Our investments in securities are generally in small and mid-sized companies in a variety of industries. In accordance with the Rule 8-03(b)(3) of Regulation S-X applicable for smaller reporting companies, we must determine which of our equity method investments measured at fair value under the Fair Value Option are considered “significant”, if any. Regulation S-X mandates the use of three different tests to determine if any of our investments are considered significant investments: the investment test, the asset test, and the income test. The rule requires summarized financial statements for any significant equity method investments in an annual and interim report if any of the three tests exceed 20%.
 
In addition to the SEC rules, ASC 323-10-50-3(c) requires summarized financial statements of our equity method investments, including those reported under the fair value option, if they are material individually or in aggregate. Our investment in Dimension 28, LLP was determined to be significant under the income test as of March 31, 2023. In addition, our equity method investments accounted under the fair value option were material in aggregate as of March 31, 2023.

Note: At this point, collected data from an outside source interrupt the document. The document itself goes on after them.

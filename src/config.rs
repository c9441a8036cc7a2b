//! Startup configuration
//!
//! Everything the process needs from its environment is read once here and
//! frozen into a [`Config`], which is then passed by reference to the
//! components that need it. Nothing else reads environment variables.
//!
//! A `.env` file, if present, is merged into the environment before the
//! arguments are parsed. Variables that are already set win.

use std::fmt;
use std::path::PathBuf;
use std::time::Duration;

use clap::Parser;

pub const SPOTIFY_ACCOUNTS_URL: &str = "https://accounts.spotify.com";
pub const SPOTIFY_API_URL: &str = "https://api.spotify.com";

pub const DEFAULT_MARKET: &str = "US";
pub const DEFAULT_SEARCH_LIMIT: u8 = 10;
pub const DEFAULT_TIMEOUT_SECS: u64 = 10;
pub const DEFAULT_LOG_DIR: &str = ".logs";

/// Load `KEY=value` pairs from the nearest `.env` file without overriding
/// variables that are already set. Returns the file that was read, if any.
pub fn load_env_file() -> Option<PathBuf> {
    dotenvy::dotenv().ok()
}

/// Command-line arguments accepted by the `spotify-search` binary.
#[derive(Parser)]
#[command(
    name = "spotify-search",
    version,
    about = "Search the Spotify catalog from the terminal"
)]
pub struct CliArgs {
    #[arg(
        long,
        env = "CLIENT_ID",
        hide_env_values = true,
        help = "Spotify application client id"
    )]
    pub client_id: String,
    #[arg(
        long,
        env = "CLIENT_SECRET",
        hide_env_values = true,
        help = "Spotify application client secret"
    )]
    pub client_secret: String,
    #[arg(
        long,
        env = "SPOTIFY_MARKET",
        default_value = DEFAULT_MARKET,
        help = "Market (ISO 3166-1 alpha-2) used to filter search results"
    )]
    pub market: String,
    #[arg(
        long,
        env = "SPOTIFY_SEARCH_LIMIT",
        default_value_t = DEFAULT_SEARCH_LIMIT,
        value_parser = clap::value_parser!(u8).range(1..=50),
        help = "Number of results fetched per search"
    )]
    pub limit: u8,
    #[arg(
        long = "timeout",
        env = "SPOTIFY_TIMEOUT_SECS",
        value_name = "SECS",
        default_value_t = DEFAULT_TIMEOUT_SECS,
        value_parser = clap::value_parser!(u64).range(1..),
        help = "Connect and read timeout for every HTTP request"
    )]
    pub timeout_secs: u64,
    #[arg(
        long,
        env = "SPOTIFY_SEARCH_LOG_DIR",
        value_name = "DIR",
        default_value = DEFAULT_LOG_DIR,
        help = "Directory for the rolling log files"
    )]
    pub log_dir: PathBuf,
    #[arg(long, hide = true, default_value = SPOTIFY_ACCOUNTS_URL)]
    pub accounts_url: String,
    #[arg(long, hide = true, default_value = SPOTIFY_API_URL)]
    pub api_url: String,
}

/// Client-credentials pair for the Spotify accounts service.
#[derive(Clone, PartialEq, Eq)]
pub struct Credentials {
    client_id: String,
    client_secret: String,
}

impl Credentials {
    pub fn new(client_id: impl Into<String>, client_secret: impl Into<String>) -> Self {
        Self {
            client_id: client_id.into(),
            client_secret: client_secret.into(),
        }
    }

    pub fn client_id(&self) -> &str {
        &self.client_id
    }

    pub fn client_secret(&self) -> &str {
        &self.client_secret
    }
}

impl fmt::Debug for Credentials {
    fn fmt(&self, f: &mut fmt::Formatter<'_>) -> fmt::Result {
        f.debug_struct("Credentials")
            .field("client_id", &self.client_id)
            .field("client_secret", &"<redacted>")
            .finish()
    }
}

/// Immutable process configuration.
#[derive(Clone, Debug)]
pub struct Config {
    pub credentials: Credentials,
    pub market: String,
    pub limit: u8,
    pub timeout: Duration,
    pub log_dir: PathBuf,
    pub accounts_url: String,
    pub api_url: String,
}

impl Config {
    /// Configuration with default endpoints, market and limits.
    pub fn new(credentials: Credentials) -> Self {
        Self {
            credentials,
            market: DEFAULT_MARKET.to_string(),
            limit: DEFAULT_SEARCH_LIMIT,
            timeout: Duration::from_secs(DEFAULT_TIMEOUT_SECS),
            log_dir: PathBuf::from(DEFAULT_LOG_DIR),
            accounts_url: SPOTIFY_ACCOUNTS_URL.to_string(),
            api_url: SPOTIFY_API_URL.to_string(),
        }
    }

    pub fn with_accounts_url(mut self, url: impl Into<String>) -> Self {
        self.accounts_url = normalize_base_url(url.into());
        self
    }

    pub fn with_api_url(mut self, url: impl Into<String>) -> Self {
        self.api_url = normalize_base_url(url.into());
        self
    }

    pub fn with_timeout(mut self, timeout: Duration) -> Self {
        self.timeout = timeout;
        self
    }

    /// Build the shared HTTP client used for the token exchange and searches.
    pub fn http_client(&self) -> reqwest::Result<reqwest::Client> {
        self.http_client_builder().build()
    }

    pub(crate) fn http_client_builder(&self) -> reqwest::ClientBuilder {
        reqwest::Client::builder()
            .user_agent(concat!("spotify-search/", env!("CARGO_PKG_VERSION")))
            .connect_timeout(self.timeout)
            .timeout(self.timeout)
    }
}

impl From<CliArgs> for Config {
    fn from(args: CliArgs) -> Self {
        Self {
            credentials: Credentials::new(args.client_id, args.client_secret),
            market: args.market,
            limit: args.limit,
            timeout: Duration::from_secs(args.timeout_secs),
            log_dir: args.log_dir,
            accounts_url: normalize_base_url(args.accounts_url),
            api_url: normalize_base_url(args.api_url),
        }
    }
}

fn normalize_base_url(url: String) -> String {
    url.trim_end_matches('/').to_string()
}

The summarized financial information of Dimension 28, LLP and aggregated summarized financial information of all equity method investees as of March 31, 2023 is as follows:
 
    Dimension 28, LP
    All Equity Method
Investee Aggregated
 
Total Assets
 
$
1,147,171
    $ 94,267,563  
Total Liabilities
 
$
10,125
    $ 70,626,037  
Total Equities
 
$
1,137,046
    $ 23,641,526  
Total Revenues
 
$
31,719,093
    $ 42,450,387  
Total Expenses
 
$
5,212,716
    $ 14,114,665  
Total Net Income
 
$
26,506,377
    $ 28,335,722  
 
Unconsolidated Significant Subsidiaries

In accordance with SEC Rules 3-09 and 4-08(g) of Regulation S-X, we must determine which of our investments in securities are considered “significant subsidiaries”, if any. Regulation S-X mandates the use of three different tests to determine if any of our controlled investments are significant subsidiaries: the investment test, the asset test, and the income test. Rule 3-09 of Regulation S-X requires separate audited financial statements for any unconsolidated majority-owned subsidiary in an annual report if any of the three tests exceed 20%. Rule 4-08(g) of Regulation S-X requires summarized financial information in an annual report if any of the three tests exceeds 10%.

As of March 31, 2023 and June 30, 2022, none of our investments in securities was considered an unconsolidated significant subsidiary under the SEC rules described above.